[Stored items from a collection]
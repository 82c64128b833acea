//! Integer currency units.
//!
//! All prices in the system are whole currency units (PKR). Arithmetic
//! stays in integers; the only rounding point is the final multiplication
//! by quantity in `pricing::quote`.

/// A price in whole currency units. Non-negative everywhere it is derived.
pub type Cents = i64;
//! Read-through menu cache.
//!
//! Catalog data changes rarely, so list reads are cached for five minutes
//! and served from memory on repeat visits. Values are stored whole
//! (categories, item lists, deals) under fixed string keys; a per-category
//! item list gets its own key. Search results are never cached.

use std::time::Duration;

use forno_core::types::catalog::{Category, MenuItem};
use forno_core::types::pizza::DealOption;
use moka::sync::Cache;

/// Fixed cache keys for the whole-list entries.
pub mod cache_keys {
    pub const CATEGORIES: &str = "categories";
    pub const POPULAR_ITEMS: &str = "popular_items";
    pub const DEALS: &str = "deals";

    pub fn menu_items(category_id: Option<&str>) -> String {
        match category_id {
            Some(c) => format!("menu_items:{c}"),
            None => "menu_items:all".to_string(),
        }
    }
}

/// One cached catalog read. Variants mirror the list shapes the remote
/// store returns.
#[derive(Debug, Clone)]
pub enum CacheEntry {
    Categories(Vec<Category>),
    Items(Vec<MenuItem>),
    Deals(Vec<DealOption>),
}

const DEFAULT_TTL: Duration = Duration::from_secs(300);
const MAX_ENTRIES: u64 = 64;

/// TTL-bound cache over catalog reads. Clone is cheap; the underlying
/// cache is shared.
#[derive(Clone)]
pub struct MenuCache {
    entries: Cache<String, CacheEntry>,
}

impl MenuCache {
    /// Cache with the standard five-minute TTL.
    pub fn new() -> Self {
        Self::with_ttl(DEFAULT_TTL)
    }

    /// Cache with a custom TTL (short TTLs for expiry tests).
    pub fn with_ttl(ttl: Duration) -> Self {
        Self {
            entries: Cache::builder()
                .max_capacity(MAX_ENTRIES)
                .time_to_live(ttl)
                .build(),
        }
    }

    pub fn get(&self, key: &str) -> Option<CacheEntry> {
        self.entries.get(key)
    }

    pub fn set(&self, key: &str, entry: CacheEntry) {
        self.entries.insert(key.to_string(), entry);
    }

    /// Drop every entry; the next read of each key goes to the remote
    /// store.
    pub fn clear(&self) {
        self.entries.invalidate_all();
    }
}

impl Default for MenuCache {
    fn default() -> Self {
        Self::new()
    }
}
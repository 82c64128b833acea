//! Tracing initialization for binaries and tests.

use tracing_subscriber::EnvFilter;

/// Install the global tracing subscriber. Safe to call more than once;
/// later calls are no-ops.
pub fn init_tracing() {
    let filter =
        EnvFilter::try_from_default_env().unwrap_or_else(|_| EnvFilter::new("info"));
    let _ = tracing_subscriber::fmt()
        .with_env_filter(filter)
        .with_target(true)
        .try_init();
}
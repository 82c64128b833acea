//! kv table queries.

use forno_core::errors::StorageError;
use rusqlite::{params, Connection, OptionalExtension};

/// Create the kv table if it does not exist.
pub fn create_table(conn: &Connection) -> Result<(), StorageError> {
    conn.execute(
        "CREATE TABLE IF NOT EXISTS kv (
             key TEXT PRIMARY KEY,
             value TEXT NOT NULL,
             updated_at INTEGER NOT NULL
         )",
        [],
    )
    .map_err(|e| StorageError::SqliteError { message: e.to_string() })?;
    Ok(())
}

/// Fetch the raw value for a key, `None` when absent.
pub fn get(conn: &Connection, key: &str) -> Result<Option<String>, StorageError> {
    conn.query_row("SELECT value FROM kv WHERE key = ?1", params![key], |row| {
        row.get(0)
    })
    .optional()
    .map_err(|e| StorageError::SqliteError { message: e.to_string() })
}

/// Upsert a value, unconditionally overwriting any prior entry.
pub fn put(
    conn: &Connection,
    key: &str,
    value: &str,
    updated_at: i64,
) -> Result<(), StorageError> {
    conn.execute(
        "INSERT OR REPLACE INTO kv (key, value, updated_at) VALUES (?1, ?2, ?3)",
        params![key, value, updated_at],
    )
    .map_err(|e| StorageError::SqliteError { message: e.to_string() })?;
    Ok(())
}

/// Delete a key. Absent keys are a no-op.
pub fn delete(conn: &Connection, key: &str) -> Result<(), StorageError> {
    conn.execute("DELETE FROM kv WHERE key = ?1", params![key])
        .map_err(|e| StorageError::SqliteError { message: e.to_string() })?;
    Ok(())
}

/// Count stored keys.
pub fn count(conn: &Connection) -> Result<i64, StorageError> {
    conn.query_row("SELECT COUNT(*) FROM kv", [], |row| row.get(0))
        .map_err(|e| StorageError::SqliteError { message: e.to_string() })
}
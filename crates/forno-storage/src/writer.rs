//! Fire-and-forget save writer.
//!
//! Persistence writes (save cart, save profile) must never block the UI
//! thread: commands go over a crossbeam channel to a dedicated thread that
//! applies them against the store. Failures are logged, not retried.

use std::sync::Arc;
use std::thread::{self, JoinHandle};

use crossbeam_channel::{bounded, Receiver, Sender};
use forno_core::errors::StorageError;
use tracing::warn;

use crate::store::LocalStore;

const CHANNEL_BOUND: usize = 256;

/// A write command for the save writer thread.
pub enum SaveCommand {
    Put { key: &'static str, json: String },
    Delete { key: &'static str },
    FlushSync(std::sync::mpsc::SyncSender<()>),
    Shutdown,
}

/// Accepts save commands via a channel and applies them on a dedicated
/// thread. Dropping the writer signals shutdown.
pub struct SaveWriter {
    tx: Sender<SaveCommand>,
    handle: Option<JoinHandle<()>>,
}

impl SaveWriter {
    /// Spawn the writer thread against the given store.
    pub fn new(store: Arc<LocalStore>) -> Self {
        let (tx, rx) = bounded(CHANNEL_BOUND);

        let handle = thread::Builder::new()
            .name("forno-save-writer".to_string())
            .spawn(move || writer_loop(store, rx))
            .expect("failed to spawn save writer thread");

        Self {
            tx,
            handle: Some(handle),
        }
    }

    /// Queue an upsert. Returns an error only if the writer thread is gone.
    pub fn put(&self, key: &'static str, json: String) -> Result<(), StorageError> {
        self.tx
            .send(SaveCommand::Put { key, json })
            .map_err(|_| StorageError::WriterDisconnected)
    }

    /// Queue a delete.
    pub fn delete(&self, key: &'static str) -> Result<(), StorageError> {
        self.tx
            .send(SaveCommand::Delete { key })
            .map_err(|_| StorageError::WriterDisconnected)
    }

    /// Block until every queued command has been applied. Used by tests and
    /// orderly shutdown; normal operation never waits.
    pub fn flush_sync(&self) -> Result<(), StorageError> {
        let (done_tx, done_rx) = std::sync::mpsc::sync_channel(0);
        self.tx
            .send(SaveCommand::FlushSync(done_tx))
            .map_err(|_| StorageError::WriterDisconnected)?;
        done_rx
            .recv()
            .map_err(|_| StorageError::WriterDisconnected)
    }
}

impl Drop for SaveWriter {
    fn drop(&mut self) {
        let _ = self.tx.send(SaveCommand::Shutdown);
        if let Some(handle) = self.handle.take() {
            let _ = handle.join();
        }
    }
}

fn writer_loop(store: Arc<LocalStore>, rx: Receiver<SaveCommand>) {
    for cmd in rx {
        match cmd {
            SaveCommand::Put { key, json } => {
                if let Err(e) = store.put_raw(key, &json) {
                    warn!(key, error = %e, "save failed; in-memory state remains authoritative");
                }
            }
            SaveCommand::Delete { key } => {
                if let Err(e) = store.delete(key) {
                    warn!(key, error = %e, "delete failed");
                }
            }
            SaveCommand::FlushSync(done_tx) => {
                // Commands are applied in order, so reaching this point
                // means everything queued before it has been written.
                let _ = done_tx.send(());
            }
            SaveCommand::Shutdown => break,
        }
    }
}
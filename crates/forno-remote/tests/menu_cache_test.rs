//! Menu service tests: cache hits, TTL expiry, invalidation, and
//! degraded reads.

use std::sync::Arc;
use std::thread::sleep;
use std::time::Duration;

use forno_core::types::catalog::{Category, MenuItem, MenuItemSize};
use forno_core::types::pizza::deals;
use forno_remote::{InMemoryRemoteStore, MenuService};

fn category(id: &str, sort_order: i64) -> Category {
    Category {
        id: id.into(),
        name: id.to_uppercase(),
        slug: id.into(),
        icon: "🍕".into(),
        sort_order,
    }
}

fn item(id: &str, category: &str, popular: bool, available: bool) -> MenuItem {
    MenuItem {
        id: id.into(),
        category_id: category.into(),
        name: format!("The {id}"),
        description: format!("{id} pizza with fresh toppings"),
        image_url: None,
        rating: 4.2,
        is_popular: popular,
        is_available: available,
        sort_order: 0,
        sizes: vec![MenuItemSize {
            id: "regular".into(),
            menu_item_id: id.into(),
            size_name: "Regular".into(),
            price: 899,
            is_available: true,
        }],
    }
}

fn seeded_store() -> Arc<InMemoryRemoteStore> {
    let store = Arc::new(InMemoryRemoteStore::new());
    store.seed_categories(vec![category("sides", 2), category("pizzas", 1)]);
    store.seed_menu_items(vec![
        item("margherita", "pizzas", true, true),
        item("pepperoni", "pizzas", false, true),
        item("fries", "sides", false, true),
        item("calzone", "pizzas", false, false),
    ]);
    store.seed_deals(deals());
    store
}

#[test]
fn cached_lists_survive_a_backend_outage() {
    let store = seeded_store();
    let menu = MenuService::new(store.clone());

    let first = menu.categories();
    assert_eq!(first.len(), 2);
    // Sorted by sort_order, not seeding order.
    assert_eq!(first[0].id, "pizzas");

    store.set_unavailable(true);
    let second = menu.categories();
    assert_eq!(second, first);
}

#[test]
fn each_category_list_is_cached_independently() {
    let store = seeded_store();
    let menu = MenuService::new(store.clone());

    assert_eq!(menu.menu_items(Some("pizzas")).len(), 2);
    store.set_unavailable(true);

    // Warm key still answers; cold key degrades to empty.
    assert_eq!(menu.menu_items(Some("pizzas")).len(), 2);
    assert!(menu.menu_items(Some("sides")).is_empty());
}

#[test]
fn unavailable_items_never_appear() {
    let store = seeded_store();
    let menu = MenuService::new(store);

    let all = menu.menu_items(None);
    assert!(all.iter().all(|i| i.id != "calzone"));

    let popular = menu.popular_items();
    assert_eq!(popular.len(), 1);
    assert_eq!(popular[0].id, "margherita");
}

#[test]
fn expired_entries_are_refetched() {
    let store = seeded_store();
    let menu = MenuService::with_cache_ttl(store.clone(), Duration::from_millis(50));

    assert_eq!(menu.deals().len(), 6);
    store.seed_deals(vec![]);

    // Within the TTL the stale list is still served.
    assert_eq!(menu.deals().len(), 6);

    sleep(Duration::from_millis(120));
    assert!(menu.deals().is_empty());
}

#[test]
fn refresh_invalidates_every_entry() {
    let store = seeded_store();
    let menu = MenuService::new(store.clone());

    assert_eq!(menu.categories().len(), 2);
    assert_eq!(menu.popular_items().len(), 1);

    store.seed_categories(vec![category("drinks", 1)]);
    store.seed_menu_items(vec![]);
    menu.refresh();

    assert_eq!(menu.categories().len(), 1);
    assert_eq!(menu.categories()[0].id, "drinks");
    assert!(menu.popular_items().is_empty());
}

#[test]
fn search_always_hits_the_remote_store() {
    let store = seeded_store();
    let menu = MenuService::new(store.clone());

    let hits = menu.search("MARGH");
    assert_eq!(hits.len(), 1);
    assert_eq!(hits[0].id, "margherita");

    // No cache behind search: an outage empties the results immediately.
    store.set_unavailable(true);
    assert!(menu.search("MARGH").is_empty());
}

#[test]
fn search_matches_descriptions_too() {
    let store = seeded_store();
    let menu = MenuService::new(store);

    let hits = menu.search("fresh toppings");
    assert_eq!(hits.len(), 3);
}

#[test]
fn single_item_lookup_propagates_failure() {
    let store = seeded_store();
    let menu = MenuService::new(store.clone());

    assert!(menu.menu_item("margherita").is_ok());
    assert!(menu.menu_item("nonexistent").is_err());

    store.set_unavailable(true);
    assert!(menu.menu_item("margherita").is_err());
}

- **Work required**
Those lines above that contain the string "them" should be returned.

- **Exercise output**
//! applies them against the store. Failures are logged, not retried.
/// Accepts save commands via a channel and applies them on a dedicated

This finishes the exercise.